HOMILÍA DOMINGO XXVIII T.O-C (9 octubre 2022)
Lc 17, 11-19
Una vez más se nos regala un texto evangélico, que aunque fue escrito en un contexto
diferente al nuestro y con un pretexto particular, puede iluminar situaciones profundas de
nuestra vida. Vamos a adentrarnos en él dejándonos sorprender.
En esta ocasión Jesús se encuentra con diez leprosos, con un grupo de personas que
viven en la más absoluta marginación. No sólo han contraído una enfermedad que les
acarrea un considerable sufrimiento físico, sino todos los significados sociales,
económicos, familiares y espirituales que se le daban en aquella época. Si estaba
enfermo era en pago a algo que había hecho, o si no él su familia. Estaba enfermo
porque era un maldito que debía ser apartado de todos y vivir en la más absoluta
indigencia. En un momento concreto de sus vidas se encuentran con Jesús y, de lejos y a
gritos, le piden al «maestro» que los cure. Jesús no hace nada, solo decirles que vayan a
que la autoridad competente certifique una curación que ellos todavía no experimentan.
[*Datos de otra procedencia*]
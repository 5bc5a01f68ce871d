use std::io::Write;
use std::path::{Path, PathBuf};

use serde::{Deserialize, Serialize};
use tempfile::NamedTempFile;
use tracing::{debug, info};

use crate::error::{Result, ScrapeError};
use crate::model::Snapshot;

const SCHEMA_VERSION: u32 = 1;

#[derive(Serialize)]
struct SnapshotFileOut<'a> {
    version: u32,
    records: &'a Snapshot,
}

#[derive(Deserialize)]
#[serde(untagged)]
enum SnapshotFileIn {
    Versioned { version: u32, records: Snapshot },
    /// Flat map written before the version field existed.
    Legacy(Snapshot),
}

/// The last committed snapshot, as one pretty-printed UTF-8 JSON document.
#[derive(Debug, Clone)]
pub struct SnapshotStore {
    path: PathBuf,
}

impl SnapshotStore {
    pub fn new(path: impl Into<PathBuf>) -> Self {
        SnapshotStore { path: path.into() }
    }

    pub fn path(&self) -> &Path {
        &self.path
    }

    /// Empty snapshot when the file does not exist yet.
    pub fn load(&self) -> Result<Snapshot> {
        let raw = match std::fs::read_to_string(&self.path) {
            Ok(raw) => raw,
            Err(e) if e.kind() == std::io::ErrorKind::NotFound => {
                debug!("No snapshot at {}, starting empty", self.path.display());
                return Ok(Snapshot::new());
            }
            Err(e) => return Err(ScrapeError::persistence(&self.path, e)),
        };

        let parsed: SnapshotFileIn =
            serde_json::from_str(&raw).map_err(|e| ScrapeError::persistence(&self.path, e))?;
        match parsed {
            SnapshotFileIn::Versioned { version, records } if version <= SCHEMA_VERSION => Ok(records),
            SnapshotFileIn::Versioned { version, .. } => Err(ScrapeError::persistence(
                &self.path,
                format!("written by a newer version (schema {})", version),
            )),
            SnapshotFileIn::Legacy(records) => Ok(records),
        }
    }

    /// Replace the stored snapshot. Written to a temp file next to the
    /// target and renamed over it, so a failed save leaves the old one intact.
    pub fn save(&self, snapshot: &Snapshot) -> Result<()> {
        let dir = match self.path.parent() {
            Some(p) if !p.as_os_str().is_empty() => p.to_path_buf(),
            _ => PathBuf::from("."),
        };
        std::fs::create_dir_all(&dir).map_err(|e| ScrapeError::persistence(&dir, e))?;

        let doc = SnapshotFileOut {
            version: SCHEMA_VERSION,
            records: snapshot,
        };
        let json =
            serde_json::to_string_pretty(&doc).map_err(|e| ScrapeError::persistence(&self.path, e))?;

        let mut tmp = NamedTempFile::new_in(&dir).map_err(|e| ScrapeError::persistence(&dir, e))?;
        write_synced(&mut tmp, json.as_bytes()).map_err(|e| ScrapeError::persistence(tmp.path(), e))?;
        tmp.persist(&self.path)
            .map_err(|e| ScrapeError::persistence(&self.path, e.error))?;

        info!("Snapshot saved: {} records -> {}", snapshot.len(), self.path.display());
        Ok(())
    }
}

fn write_synced(tmp: &mut NamedTempFile, bytes: &[u8]) -> std::io::Result<()> {
    tmp.write_all(bytes)?;
    tmp.write_all(b"\n")?;
    tmp.as_file().sync_all()
}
Fiados de la palabra de Jesús se ponen en camino. «Y sucedió que, mientras iban de
camino, quedaron limpios». Lo que el texto resalta es que solo uno se vuelve alabando a
Dios con gritos, se postra a los pies de Jesús y, con el rostro en tierra, le da gracias. Pero
lo más sorprendente es que era el «malo», el «extranjero», el «samaritano». Jesús lo
despide diciéndole: «Levántate, vete; tu fe te ha salvado». No sólo se va limpio y curado,
sino que, además, por su fe está salvado.
El evangelio nos presenta un «etiquetado» que nos sorprende. Por los estereotipos
sociales y religiosos no debiera haber respondido así. Esa reacción les «pegaba» más a
los que no volvieron. Lo que le diferenció de todos ellos es que vuelve alabando para dar
gracias a Jesús. Entiende que eso que le ha ocurrido tiene algo que ver con Dios y lo
reconoce. Pero también siente que ya no puede seguir su camino, sino que debe volver
su existencia al que lo ha curado. Por eso «vuelve» en un sentido más amplio y se postra
a los pies de Jesús. No sólo ha sido curado, sino que ha tenido una experiencia de fe en
lo que ha acontecido en su vida.
En esto de los relatos de milagros siempre podemos pensar en la suerte que tuvo el
leproso de ser curado, cuando en nuestro caso seguimos enfermos o se murió nuestro
ser querido. Pero el evangelio nos invita a ir más allá de los fenómenos extraordinarios.
Nos invita a vivir desde la fe lo ordinario de la vida, incluida la enfermedad y el dolor. La fe
salva, normalmente, no porque altera el curso de la vida, sino porque le da sentido. Y
mucho mejor lo explica un autor cristiano que decía así:
“El Mundo, la Vida (nuestro Mundo, nuestra Vida), están sí, en nuestras manos, en las de
todos, como una Hostia, dispuestos a llenarse de influencia divina, es decir de una
Presencia real del Verbo Encarnado. El Misterio se realizará. Pero con una condición: que
creamos que esto quiere y puede convertirse para nosotros en la acción, es decir, en la
prolongación del Cuerpo de Cristo. ¿Creemos? Todo se ilumina y se configura en torno a
nosotros: se ordena el azar, el éxito adquiere una plenitud incorruptible, el dolor se
convierte en una caricia y en una visita de Dios. ¿Dudamos? La roca se queda seca, el
cielo negro, las aguas traicioneras y levantadas. Y podríamos oír la palabra del Maestro
ante nuestra vida estropeada: «Hombres de poca fe, ¿por qué habéis dudado?».”